Arnaud's Restaurant in New Orleans, Louisiana

Arnaud's Restaurant

New Orleans, Louisiana · Est. 1918

In Brief

At Arnaud's Restaurant in New Orleans, the founder died in 1948 and, by most accounts, never stopped working the floor. Diners describe a tall man in an old-fashioned tuxedo standing in a corner, watching the room and nudging the silverware back into line.

The Full Story

At Arnaud's Restaurant on Bienville Street in New Orleans, diners keep noticing a tall man in an old-fashioned tuxedo standing off in a corner during dinner, near the beveled glass windows. He looks like a guest who wandered over from another table. He smiles but doesn't speak. He watches the room, sometimes reaches down to straighten a place setting that isn't quite right, and when anyone walks toward him, he's gone.

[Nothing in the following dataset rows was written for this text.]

//! FFI layer – C API for keyboard extensions that cannot use the UniFFI
//! bindings.
//!
//! Strings cross the boundary as NUL-terminated UTF-8. Strings returned by
//! the engine are owned by the caller and must be released with the matching
//! `*_free` function exactly once.

use std::ffi::{c_char, CStr, CString};
use std::panic::{catch_unwind, AssertUnwindSafe};
use std::path::Path;
use std::ptr;

use cyrkana_core::EngineError;

pub mod engine;

#[cfg(test)]
mod tests;

pub use engine::*;

// --- Generic owned-pointer helpers for FFI resource management ---

/// Allocate a value on the heap and return a raw pointer suitable for FFI.
/// The caller is responsible for eventually passing the pointer to [`owned_drop`].
pub(crate) fn owned_new<T>(value: T) -> *mut T {
    Box::into_raw(Box::new(value))
}

/// Free a heap-allocated value previously created by [`owned_new`].
/// No-op if `ptr` is null.
///
/// # Safety
/// `ptr` must have been produced by [`owned_new`] (i.e. `Box::into_raw`)
/// and must not have been freed already.
pub(crate) unsafe fn owned_drop<T>(ptr: *mut T) {
    if !ptr.is_null() {
        drop(Box::from_raw(ptr));
    }
}

/// Safely convert a C string pointer to a `&str`.
/// Returns `None` if the pointer is null or contains invalid UTF-8.
pub(crate) unsafe fn cptr_to_str<'a>(ptr: *const c_char) -> Option<&'a str> {
    if ptr.is_null() {
        return None;
    }
    CStr::from_ptr(ptr).to_str().ok()
}

/// Run an exported body, turning a panic into `on_panic` so unwinding never
/// crosses the C boundary.
pub(crate) fn ffi_catch<T>(on_panic: T, body: impl FnOnce() -> T) -> T {
    catch_unwind(AssertUnwindSafe(body)).unwrap_or(on_panic)
}

// ---------------------------------------------------------------------------
// FFI boilerplate-reduction macros (crate-internal)
// ---------------------------------------------------------------------------

/// Validate one or more FFI arguments and bind them as safe Rust values,
/// returning `$on_err` from the enclosing function or closure if any check
/// fails.
///
/// | Syntax | What it does |
/// |--------|--------------|
/// | `str: $name = $ptr` | Null-check `$ptr: *const c_char`, convert via [`cptr_to_str`] to `&str`, bind as `$name`. |
/// | `ref: $name = $ptr` | Null-check `$ptr: *const T`, dereference to `&T`, bind as `$name`. |
macro_rules! ffi_guard {
    ($on_err:expr ; ) => {};

    ($on_err:expr ; str: $name:ident = $ptr:expr , $($rest:tt)*) => {
        let Some($name) = (unsafe { $crate::ffi::cptr_to_str($ptr) }) else {
            return $on_err;
        };
        $crate::ffi::ffi_guard!($on_err ; $($rest)*);
    };

    ($on_err:expr ; ref: $name:ident = $ptr:expr , $($rest:tt)*) => {
        if $ptr.is_null() {
            return $on_err;
        }
        let $name = unsafe { &*$ptr };
        $crate::ffi::ffi_guard!($on_err ; $($rest)*);
    };
}

/// Define an `extern "C"` function that closes (frees) a heap-allocated resource.
macro_rules! ffi_close {
    ($fn_name:ident, $T:ty) => {
        #[no_mangle]
        pub extern "C" fn $fn_name(ptr: *mut $T) {
            unsafe { $crate::ffi::owned_drop(ptr) };
        }
    };
}

pub(crate) use ffi_close;
pub(crate) use ffi_guard;

// --- Shared FFI types ---

/// Status code returned by every fallible C entry point.
#[repr(i32)]
#[derive(Debug, Clone, Copy, PartialEq, Eq)]
pub enum CyrStatus {
    Ok = 0,
    MalformedInput = 1,
    EmptySchema = 2,
    NotInitialized = 3,
    AlreadyInitialized = 4,
    ProfileNotFound = 5,
    SchemaNotLoaded = 6,
    MissingSyllableMapping = 7,
    /// Null pointer or non-UTF-8 argument.
    InvalidArgument = 100,
    Panic = 101,
}

impl From<&EngineError> for CyrStatus {
    fn from(e: &EngineError) -> Self {
        match e {
            EngineError::MalformedInput { .. } => CyrStatus::MalformedInput,
            EngineError::EmptySchema(_) => CyrStatus::EmptySchema,
            EngineError::NotInitialized => CyrStatus::NotInitialized,
            EngineError::AlreadyInitialized => CyrStatus::AlreadyInitialized,
            EngineError::ProfileNotFound(_) => CyrStatus::ProfileNotFound,
            EngineError::SchemaNotLoaded(_) => CyrStatus::SchemaNotLoaded,
            EngineError::MissingSyllableMapping { .. } => CyrStatus::MissingSyllableMapping,
        }
    }
}

impl<T> From<Result<T, EngineError>> for CyrStatus {
    fn from(r: Result<T, EngineError>) -> Self {
        match r {
            Ok(_) => CyrStatus::Ok,
            Err(ref e) => e.into(),
        }
    }
}

/// Owned UTF-8 string handed to the caller. `len` excludes the trailing NUL.
/// `data` is null when there is nothing to return.
#[repr(C)]
pub struct CyrString {
    pub data: *mut c_char,
    pub len: usize,
}

impl CyrString {
    pub(crate) fn null() -> Self {
        Self {
            data: ptr::null_mut(),
            len: 0,
        }
    }

    /// Strings with interior NULs cannot be represented and come back null.
    pub(crate) fn new(s: &str) -> Self {
        let Ok(cs) = CString::new(s) else {
            return Self::null();
        };
        let len = cs.as_bytes().len();
        Self {
            data: cs.into_raw(),
            len,
        }
    }

    /// # Safety
    /// `self` must come from [`CyrString::new`] and not have been freed.
    pub(crate) unsafe fn release(self) {
        if !self.data.is_null() {
            drop(CString::from_raw(self.data));
        }
    }
}

#[no_mangle]
pub extern "C" fn cyr_string_free(s: CyrString) {
    unsafe { s.release() };
}

// --- Top-level FFI functions ---

const VERSION_NUL: &str = concat!(env!("CARGO_PKG_VERSION"), "\0");

/// Static, never freed.
#[no_mangle]
pub extern "C" fn cyr_version() -> *const c_char {
    VERSION_NUL.as_ptr().cast()
}

/// Static, human-readable description of a status code. Never freed.
#[no_mangle]
pub extern "C" fn cyr_status_message(status: i32) -> *const c_char {
    let msg = match status {
        0 => c"ok",
        1 => c"malformed input",
        2 => c"schema has no entries",
        3 => c"engine not initialized",
        4 => c"engine already initialized",
        5 => c"profile not found",
        6 => c"schema not loaded",
        7 => c"syllable missing from the kana table",
        100 => c"invalid argument",
        101 => c"internal panic",
        _ => c"unknown status",
    };
    msg.as_ptr()
}

#[no_mangle]
#[allow(clippy::unused_unit)]
pub extern "C" fn cyr_trace_init(log_dir: *const c_char) {
    ffi_guard!(();
        str: dir_str = log_dir,
    );
    crate::trace_init::init_tracing(Path::new(dir_str));
}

Staff and diners both report him, and they're fairly sure who he is. Arnaud Cazenave opened the restaurant in 1918, months before Prohibition, a French wine salesman who ran it for thirty years with a fixation on pressed linen and exact table settings. Locals took to calling him "the Count," an honorary nickname he encouraged and never actually held. He died in 1948. The story goes that he stayed to keep working his floor, "resplendent in an old-fashioned tuxedo," still fixing the silverware that doesn't meet his standards. He's almost never seen in the kitchen. He's a front-of-house ghost, watching the floor the way he watched it in life.

He isn't the only one. His daughter Germaine Cazenave Wells took the restaurant over after his death, and reigned as queen of more than 22 Mardi Gras balls between 1937 and 1968, more than any other woman in the history of Carnival. Her gowns hang upstairs now in a museum named for her, opened in 1983, holding 13 of her own queen gowns and four king's costumes the Count himself wore. People report her there too, a misty shape near her dresses, sometimes wearing the oversized hats she was known for.

The strangest sighting is hers. A woman in a hat is seen leaving the ladies' room, crossing the hall, and walking straight into a wall. The story has it that a staircase once stood at that exact spot, where she'd have turned to go up.

Arnaud's has grown into 11 connected buildings taking up nearly a full French Quarter block, the oldest dating to the 18th century. Down in the Richelieu Bar, in one of the oldest of them, staff describe cold spots that arrive out of nowhere. Ghost-tour lore blames old grudges from what the building used to be, but no record backs that up.

The Count is the one who keeps coming back. Nobody can say when he was last seen, only that he's still there at dinner, watching his floor the way he did in life, straightening one more setting before he's gone.